Many household batteries (AAA, D, etc.) have an anode made of zinc, a cathode of manganese dioxide and an electrolyte of ammonium chloride. Car batteries are usually made with electrodes of lead dioxide and metallic lead with sulfuric acid as the electrolyte.
What Makes a Flow Battery Different?
In a flow battery, a positively charged liquid (catholyte) and a negative one (anolyte) are stored in separate tanks. The fluids are pumped into the battery on opposite sides of a membrane, producing an electric current.
Once the fluids become depleted, they can be drained and replaced as easily as adding gas to a car. Recharging the battery is as simple as refilling both tanks. This rapid recharge rate makes them useful for electric cars. For other applications, the life of the battery is dependent on the size of the electrolyte tanks. A large system can produce electricity for a long time without maintenance.
History of the Flow Battery
French scientist Charles Renard invented the flow battery in 1884. He used a 435-kilogram zinc/chlorine unit to power the electric motor onboard the airship La France. It completed an eight-kilometer loop in 23 minutes. It was the first round trip by air ever.
The technology remained mostly dormant until NASA picked it up again in 1973. They developed a reduction/oxiditation (redox) battery using iron and chromium. It was to be used to store solar energy on a possible moon base.
Early flow batteries had limitations that kept them from becoming popular. The components were typically hazardous chemicals such as uranium, zinc bromine and polysulfide bromide. Cross contamination across the membrane eventually polluted both electrolytes, creating an unusable third solution. The chemical reactions often had to take place at high pressure and temperature.
The vanadium redox battery solves the cross contamination problem by using the same vanadium-sulfuric acid solution on both sides. The vanadium ions in each are either positively or negatively charged. Mixing of the two fluids is no longer an issue. Used electrolyte liquid can be recharged and reused. Furthermore, vanadium is a relatively cheap material commonly used in steel production.
The flow battery jumped back onto the scene at the 2014 Geneva Auto Show. Liechtenstein-based nanoFLOWCELL unveiled the prototype QUANT e-Sportlimousine.

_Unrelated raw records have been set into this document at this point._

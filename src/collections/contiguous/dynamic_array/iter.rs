use std::iter::FusedIterator;
use std::mem::{ManuallyDrop, MaybeUninit};
use std::ptr;

use super::DynamicArray;
use crate::collections::contiguous::buffer::RawBuffer;

impl<T> IntoIterator for DynamicArray<T> {
    type Item = T;

    type IntoIter = IntoIter<T>;

    fn into_iter(self) -> Self::IntoIter {
        let this = ManuallyDrop::new(self);

        IntoIter {
            // SAFETY: self is wrapped in ManuallyDrop and never touched
            // again, so the buffer keeps exactly one owner.
            buf: unsafe { ptr::read(&this.buf) },
            front: 0,
            back: this.len,
        }
    }
}

/// An owned iterator over the elements of a [`DynamicArray`]. See
/// [`DynamicArray::into_iter`].
///
/// The iterator owns the collection's buffer; unconsumed elements are dropped
/// with it, and the allocation is released when the iterator goes out of
/// scope.
pub struct IntoIter<T> {
    buf: RawBuffer<MaybeUninit<T>>,
    front: usize,
    back: usize,
}

impl<T> Drop for IntoIter<T> {
    fn drop(&mut self) {
        for i in self.front..self.back {
            // SAFETY: The unconsumed slots [front, back) hold initialized
            // values that the iterator owns.
            unsafe { self.buf.ptr.add(i).as_mut().assume_init_drop(); }
        }

        // Implicitly drop self.buf, releasing the allocation.
    }
}

impl<T> Iterator for IntoIter<T> {
    type Item = T;

    fn next(&mut self) -> Option<Self::Item> {
        if self.front < self.back {
            // SAFETY: The slots [front, back) hold initialized values that
            // the iterator owns. front is advanced past the slot immediately,
            // so the value is read exactly once.
            let value = unsafe { self.buf.ptr.add(self.front).read().assume_init() };
            self.front += 1;
            Some(value)
        } else {
            None
        }
    }

    fn size_hint(&self) -> (usize, Option<usize>) {
        (self.len(), Some(self.len()))
    }
}

impl<T> DoubleEndedIterator for IntoIter<T> {
    fn next_back(&mut self) -> Option<Self::Item> {
        if self.front < self.back {
            self.back -= 1;
            // SAFETY: back has just been decremented, so the slot is within
            // the unconsumed range and holds an initialized value that is
            // read exactly once.
            let value = unsafe { self.buf.ptr.add(self.back).read().assume_init() };
            Some(value)
        } else {
            None
        }
    }
}

impl<T> FusedIterator for IntoIter<T> {}

impl<T> ExactSizeIterator for IntoIter<T> {
    fn len(&self) -> usize {
        self.back - self.front
    }
}
use std::alloc::{self, Layout};
use std::marker::PhantomData;
use std::ptr::NonNull;

use crate::util::error::CapacityOverflow;
use crate::util::result::ResultExtension;

/// An owned, untracked heap allocation of `size` slots of `T`.
///
/// This is the single allocation primitive underneath
/// [`DynamicArray`](super::DynamicArray): it knows how to allocate an exact
/// number of slots and how to free them, and nothing else. In particular it
/// never reads or drops the slots it owns - the collection on top is
/// responsible for element lifetimes and always instantiates this type at
/// `MaybeUninit<T>`.
///
/// A buffer of size 0 (or of a zero-sized `T`) owns no allocation at all and
/// holds a dangling pointer.
pub(crate) struct RawBuffer<T> {
    pub(crate) ptr: NonNull<T>,
    size: usize,
    _phantom: PhantomData<T>,
}

impl<T> RawBuffer<T> {
    /// Creates a buffer of size 0, without allocating.
    pub(crate) const fn new() -> RawBuffer<T> {
        RawBuffer {
            ptr: NonNull::dangling(),
            size: 0,
            _phantom: PhantomData,
        }
    }

    /// Allocates a buffer of exactly `size` slots. The slots are
    /// uninitialized.
    ///
    /// # Panics
    /// Panics if the memory layout would have a size that exceeds
    /// [`isize::MAX`].
    pub(crate) fn with_size(size: usize) -> RawBuffer<T> {
        let layout = Self::make_layout(size);

        RawBuffer {
            ptr: Self::make_ptr(layout),
            size,
            _phantom: PhantomData,
        }
    }

    /// Returns the number of slots the buffer owns.
    pub(crate) const fn size(&self) -> usize {
        self.size
    }

    /// A helper function to create a [`Layout`] containing `size` number of
    /// elements of type `T`.
    ///
    /// # Panics
    /// Panics if the memory layout size exceeds [`isize::MAX`].
    fn make_layout(size: usize) -> Layout {
        Layout::array::<T>(size).map_err(|_| CapacityOverflow).throw()
    }

    /// A helper function to create a [`NonNull`] for the provided [`Layout`].
    /// Returns a dangling pointer for a zero-sized layout.
    ///
    /// # Errors
    /// In the event of an allocation error, this method calls
    /// [`alloc::handle_alloc_error`] as recommended, to avoid new allocations
    /// rather than panicking.
    fn make_ptr(layout: Layout) -> NonNull<T> {
        if layout.size() == 0 {
            NonNull::dangling()
        } else {
            NonNull::new(
                // SAFETY: Zero-sized layouts have been guarded against.
                unsafe { alloc::alloc(layout).cast() }
            ).unwrap_or_else(|| alloc::handle_alloc_error(layout))
        }
    }
}

impl<T> Drop for RawBuffer<T> {
    fn drop(&mut self) {
        let layout = Self::make_layout(self.size);

        if layout.size() != 0 {
            // SAFETY: ptr is always allocated in the global allocator and
            // layout is the same as when allocated. Zero-sized layouts aren't
            // allocated and are guarded against deallocation.
            unsafe {
                alloc::dealloc(self.ptr.as_ptr().cast(), layout)
            }
        }
    }
}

The gull-winged zero-emissions sedan claims a 0-60 time of 2.8 seconds, a top speed of 230 miles per hour and a range of 300 miles. Simply put, the car runs on saltwater.

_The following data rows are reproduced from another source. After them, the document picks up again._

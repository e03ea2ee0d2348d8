//! A resizable contiguous collection with an explicit memory-management
//! discipline.
//!
//! # Purpose
//! This crate provides [`DynamicArray`](collections::contiguous::DynamicArray),
//! a growable array in the spirit of [`Vec`], written from the allocator up.
//! The interesting part isn't the API surface (which is deliberately
//! conventional) but the buffer lifecycle behind it: every capacity change
//! allocates a fresh buffer, transfers the live elements and only then
//! releases the old allocation, so a failure at any point leaves the
//! collection exactly as it was.
//!
//! # Error Handling
//! Most methods panic rather than return errors, because users don't want to
//! handle a capacity overflow on every push. Where a failure is a reasonable
//! part of control flow (checked element access), methods return strongly
//! typed errors instead. Either way, a panic that unwinds out of any method
//! leaves the collection valid and unchanged: partially produced elements are
//! dropped and replacement buffers are discarded before they are ever
//! adopted.
//!
//! # Dependencies
//! The collection itself is written against `std` alone - no [`Vec`] or other
//! std collections under the hood. The error types lean on derive macros
//! because hand-writing `Display` and `Error` impls is very repetitive
//! programming.

#![warn(clippy::missing_safety_doc)]
#![warn(clippy::undocumented_unsafe_blocks)]
#![warn(clippy::missing_panics_doc)]
#![warn(clippy::unwrap_used)]
#![allow(clippy::module_inception)]

pub mod collections;

pub(crate) mod util;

To put it more technically, a secret mix of lithium, sulfur, powers their flow battery and other metallic salts arranged in a network of nanoparticles and dissolved in water. One tank is positively charged and the other negatively. The proprietary ionic fluid is non-toxic and non-flammable. It can be recharged and pumped back into the car.
The swooping, voluptuous saltwater speedster captured attention with looks that were part Ferrari, part Tesla and part out-of-this-world. The interior includes a broad LED dashboard display and wrap-around wood veneer with integrated touch controls. If ever put into production, the car would likely sell for over a million dollars.

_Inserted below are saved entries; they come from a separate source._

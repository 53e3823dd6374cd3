use chrono::{Datelike, NaiveDateTime, Timelike};
use serde::Serialize;

// Calendar dimension domains, in canonical order. Grouping output for these
// dimensions always covers the full domain, including keys absent from the data.
pub const DAY_NAMES: [&str; 7] = [
    "Monday",
    "Tuesday",
    "Wednesday",
    "Thursday",
    "Friday",
    "Saturday",
    "Sunday",
];

pub const MONTH_NAMES: [&str; 12] = [
    "January",
    "February",
    "March",
    "April",
    "May",
    "June",
    "July",
    "August",
    "September",
    "October",
    "November",
    "December",
];

#[derive(Debug, Clone, PartialEq, Eq, Serialize)]
pub struct TimeDimensions {
    pub hour: u32,
    pub day_of_week: &'static str,
    pub month: &'static str,
    pub iso_week: String,
}

pub fn day_name(timestamp: NaiveDateTime) -> &'static str {
    DAY_NAMES[timestamp.weekday().num_days_from_monday() as usize]
}

pub fn month_name(timestamp: NaiveDateTime) -> &'static str {
    MONTH_NAMES[timestamp.month0() as usize]
}

// ISO week identifier, e.g. "2019-W10". The ISO year can differ from the
// calendar year in the first and last days of a year.
pub fn iso_week_id(timestamp: NaiveDateTime) -> String {
    let week = timestamp.iso_week();
    format!("{}-W{:02}", week.year(), week.week())
}

// Derives every calendar attribute at once. Total over any valid timestamp;
// records whose timestamp failed to parse never reach this function.
pub fn derive(timestamp: NaiveDateTime) -> TimeDimensions {
    TimeDimensions {
        hour: timestamp.hour(),
        day_of_week: day_name(timestamp),
        month: month_name(timestamp),
        iso_week: iso_week_id(timestamp),
    }
}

Fueling infrastructure is the number one problem for the e-Sportlimousine. Whatever magic liquid it runs on needs to be sold somewhere and at a reasonable price. To be practical, ionic fluid stations would need to sprout across the globe. The car and the company presenting it looked like a dream that may never become real.
Then nanoFLOWCELL made a pair of announcements in February of 2015. First, it hinted about an upgraded QUANT f-Sportlimousine that is closer to production than the e-model. Next, it revealed its little brother, the QUANTiNO. This prototype would be smaller, less powerful and more affordable.
Finding fuel is still a major issue, but nanoFLOWCELL looks more legitimate with three models instead of only one. Perhaps flow batteries could be a real solution to range anxiety in electric cars.
Meanwhile in the United States, General Electric and the Lawrence Berkeley National Laboratory are working together on water-based flow batteries for electric vehicle use. Using organic compounds, they aspire to create a catholyte/anolyte combination that is both powerful and clean. They believe they can triple EV range at a quarter the cost. Within a few years, they plan to create a system that can power a small car.
This technology can also be used to create and store power on a larger scale. King Island, located between Australia and Tasmania, stores power generated by solar and wind with a vanadium redox battery. When the wind is not blowing and the sun is not shining, the VRB can power the island independently.
Similarly, redox batteries can be used in other remote locations where a power grid is unavailable. They can be used also for residential storage, AC/DC conversion and city power grid supplementation.
If flow battery technology can be made clean and affordable, it may change the way power is created and stored. Recyclable electrolyte fluids could be a zero-emissions replacement for fossil fuels. They may even put saltwater super-cars in every garage.